In my leadership of the camp, I determined to be clear and firm and to set careful boundaries around what I was willing to do, thus protecting myself from overwork and the resentment and fatigue that often result.
I allowed myself to call personal time-outs, heading to bed when I got tired, rather than pushing through into late nights.
I ducked out of work events, allowing myself to go for a walk to find a margarita in the middle of building one of the shade structures.
When someone asked me if I could help them find a bike pump, I said no. When someone asked me to help turn on the generator, I directed them to someone else. I learned that delegation is a way of saying No.
To be sure, this was not easy for me. With every question or request, I fell my ego puff up: I am needed. I am important. I am useful! This is my chance to shine, to be the hero, to be Helpful.
My ego loves that shit. More than anything really.

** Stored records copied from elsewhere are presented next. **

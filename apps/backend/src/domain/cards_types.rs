//! Core card-related types: Card, Rank, Suit

#[derive(Debug, Copy, Clone, Eq, PartialEq, Ord, PartialOrd, Hash)]
pub enum Suit {
    Clubs,
    Diamonds,
    Hearts,
    Spades,
}

impl Suit {
    pub const ALL: [Suit; 4] = [Suit::Spades, Suit::Hearts, Suit::Diamonds, Suit::Clubs];
}

/// Ranks printed on the board. Jacks are never printed and live only
/// in [`Card`]'s jack variants.
#[derive(Debug, Copy, Clone, Eq, PartialEq, Ord, PartialOrd, Hash)]
pub enum Rank {
    Two,
    Three,
    Four,
    Five,
    Six,
    Seven,
    Eight,
    Nine,
    Ten,
    Queen,
    King,
    Ace,
}

impl Rank {
    pub const ALL: [Rank; 12] = [
        Rank::Ace,
        Rank::Two,
        Rank::Three,
        Rank::Four,
        Rank::Five,
        Rank::Six,
        Rank::Seven,
        Rank::Eight,
        Rank::Nine,
        Rank::Ten,
        Rank::Queen,
        Rank::King,
    ];
}

/// A playing card, classified once at the parsing boundary.
///
/// Jacks of clubs and diamonds are two-eyed (wild placement), jacks of
/// spades and hearts are one-eyed (remove an opponent marker). Build jacks
/// through [`Card::jack`] so the eye classification always matches the suit.
#[derive(Debug, Copy, Clone, Eq, PartialEq, Ord, PartialOrd, Hash)]
pub enum Card {
    Normal { rank: Rank, suit: Suit },
    TwoEyedJack(Suit),
    OneEyedJack(Suit),
}

impl Card {
    pub const fn normal(rank: Rank, suit: Suit) -> Self {
        Card::Normal { rank, suit }
    }

    pub const fn jack(suit: Suit) -> Self {
        match suit {
            Suit::Clubs | Suit::Diamonds => Card::TwoEyedJack(suit),
            Suit::Spades | Suit::Hearts => Card::OneEyedJack(suit),
        }
    }

    pub const fn suit(&self) -> Suit {
        match self {
            Card::Normal { suit, .. } => *suit,
            Card::TwoEyedJack(suit) | Card::OneEyedJack(suit) => *suit,
        }
    }

    pub const fn is_two_eyed(&self) -> bool {
        matches!(self, Card::TwoEyedJack(_))
    }

    pub const fn is_one_eyed(&self) -> bool {
        matches!(self, Card::OneEyedJack(_))
    }
}

#[cfg(test)]
mod tests {
    use super::*;

    #[test]
    fn jack_eyes_follow_suit() {
        assert!(Card::jack(Suit::Clubs).is_two_eyed());
        assert!(Card::jack(Suit::Diamonds).is_two_eyed());
        assert!(Card::jack(Suit::Spades).is_one_eyed());
        assert!(Card::jack(Suit::Hearts).is_one_eyed());
        assert_eq!(Card::jack(Suit::Hearts).suit(), Suit::Hearts);
    }

    #[test]
    fn normal_cards_are_not_jacks() {
        let c = Card::normal(Rank::Queen, Suit::Spades);
        assert!(!c.is_two_eyed());
        assert!(!c.is_one_eyed());
        assert_eq!(c.suit(), Suit::Spades);
    }
}
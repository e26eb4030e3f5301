//! Per-player projection of a session: own hand visible, other hands
//! reduced to counts, password withheld.

use serde::Serialize;

use super::board::{Board, Position, Team, TeamColor};
use super::cards_types::Card;
use super::rules::has_any_legal_move;
use super::state::{
    ConnectionStatus, LastMove, PlayerId, SessionId, SessionRecord, SessionStatus, TurnSlot,
};
use crate::errors::domain::DomainError;

#[derive(Debug, Clone, Serialize)]
#[serde(rename_all = "camelCase")]
pub struct PublicPlayer {
    pub id: PlayerId,
    pub name: String,
    pub seat: u32,
    pub team: Option<Team>,
    pub color: Option<TeamColor>,
    pub hand_count: usize,
    pub is_host: bool,
    pub status: ConnectionStatus,
    pub is_bot: bool,
}

#[derive(Debug, Clone, Serialize)]
#[serde(rename_all = "camelCase")]
pub struct PlayerView {
    pub session_id: SessionId,
    pub version: u64,
    pub status: SessionStatus,
    pub max_players: u8,
    pub is_private: bool,
    pub me: PlayerId,
    pub my_team: Option<Team>,
    pub my_hand: Vec<Card>,
    /// Whether the viewer is stuck and may use the stuck discard.
    pub must_discard: bool,
    pub players: Vec<PublicPlayer>,
    pub board: Board,
    pub turn_order: Vec<TurnSlot>,
    pub current_turn: Option<PlayerId>,
    pub turn_started_at: Option<i64>,
    pub draw_count: usize,
    pub discard_count: usize,
    pub discard_top: Option<Card>,
    pub winner_team: Option<Team>,
    pub winning_sequence: Vec<Position>,
    pub last_move: Option<LastMove>,
}

impl PlayerView {
    pub fn build(
        session_id: SessionId,
        version: u64,
        record: &SessionRecord,
        me: &PlayerId,
    ) -> Result<Self, DomainError> {
        let mine = record.player(me)?;
        let is_my_turn = record.current_turn.as_ref() == Some(me);
        let must_discard = record.status == SessionStatus::Playing
            && is_my_turn
            && !mine.hand.is_empty()
            && mine
                .team
                .is_some_and(|team| !has_any_legal_move(&mine.hand, &record.board, team));

        let players = record
            .players_by_seat()
            .into_iter()
            .map(|(id, p)| PublicPlayer {
                id: id.clone(),
                name: p.name.clone(),
                seat: p.seat,
                team: p.team,
                color: p.color,
                hand_count: p.hand.len(),
                is_host: p.is_host,
                status: p.status,
                is_bot: p.is_bot,
            })
            .collect();

        Ok(PlayerView {
            session_id,
            version,
            status: record.status,
            max_players: record.max_players,
            is_private: record.is_private,
            me: me.clone(),
            my_team: mine.team,
            my_hand: mine.hand.clone(),
            must_discard,
            players,
            board: record.board.clone(),
            turn_order: record.turn_order.clone(),
            current_turn: record.current_turn.clone(),
            turn_started_at: record.turn_started_at,
            draw_count: record.deck.draw_pile.len(),
            discard_count: record.deck.discard_pile.len(),
            discard_top: record.deck.discard_pile.last().copied(),
            winner_team: record.winner_team,
            winning_sequence: record.winning_sequence.clone(),
            last_move: record.last_move.clone(),
        })
    }
}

But I said No. And I kept saying it. And even though every time I said it there was a twinge of sadness and fear (because after all, my ego said, if I don’t perform for people, they won’t love me), with each No there also arose a feeling of strength and well-being.
I had the very odd experience of meeting myself for the first time.
Who the hell is this guy who keeps setting healthy boundaries? Who is this dude who is so willing to let other people down, to be a disappointment?
It was both terrifying and thrilling, yet the more I said no, the more I exercised that muscle, the better I felt!
I also noticed some fascinating things happen around me.
New leaders started to emerge in our camp. Folks who had been around for a few years suddenly stepped up to take charge of projects, even though they didn’t exactly know what they were doing. When I saw this, I jumped to support them and encourage them.
How interesting! Here was a way that I could still be useful and helpful, yet without doing the actual work myself. My role shifted from Yes Man and Doer of All Things, to supporter and advisor and mentor.
It was delicious, and I began to experience a stable sense of relaxation and ease that was truly new to me out there.
By getting out of the way, I made space for others to shine! By saying No, I said Yes to the growth of our team! By setting clear boundaries, I opened up new areas of exploration for others!
Now of course, I don’t mean to claim all the credit for the development of all these new leaders, it wasn’t me that did it, it was them.
But I did help the process by checking my ego, stepping into my own discomfort, and pushing myself to try something new.
The result was my favorite Burn ever. I felt more relaxed, more present, more joyful, more at ease, more rested, more delighted, more loved and appreciated, just more ME than I ever have before.
And the feeling has lasted even after I got home.
I am so grateful for this gift. In all those years of being afraid to say no, I see now that I was serving as an enabler to my own shadow belief that I am not worthy and that I must perform to be loved.
By learning to say No to other people, I reassured and comforted my shadow, rather than exacerbating his wound. By saying No to my ego, to my shadow, and to my need to please everyone, I found a way to say Yes to myself, my true self, dAVE.
And in doing so I found my way back to the beginning of the story.
Burning Man is a place of Yes.
Finally, after 18 Burns and 48 years of life, I found a way to fully participate in the fun, I found a way to stop being a spectator, to get off the sidelines, and to jump into the heart of things. I finally learned how to Burn.
By learning to say No, I said Yes to ME!!!!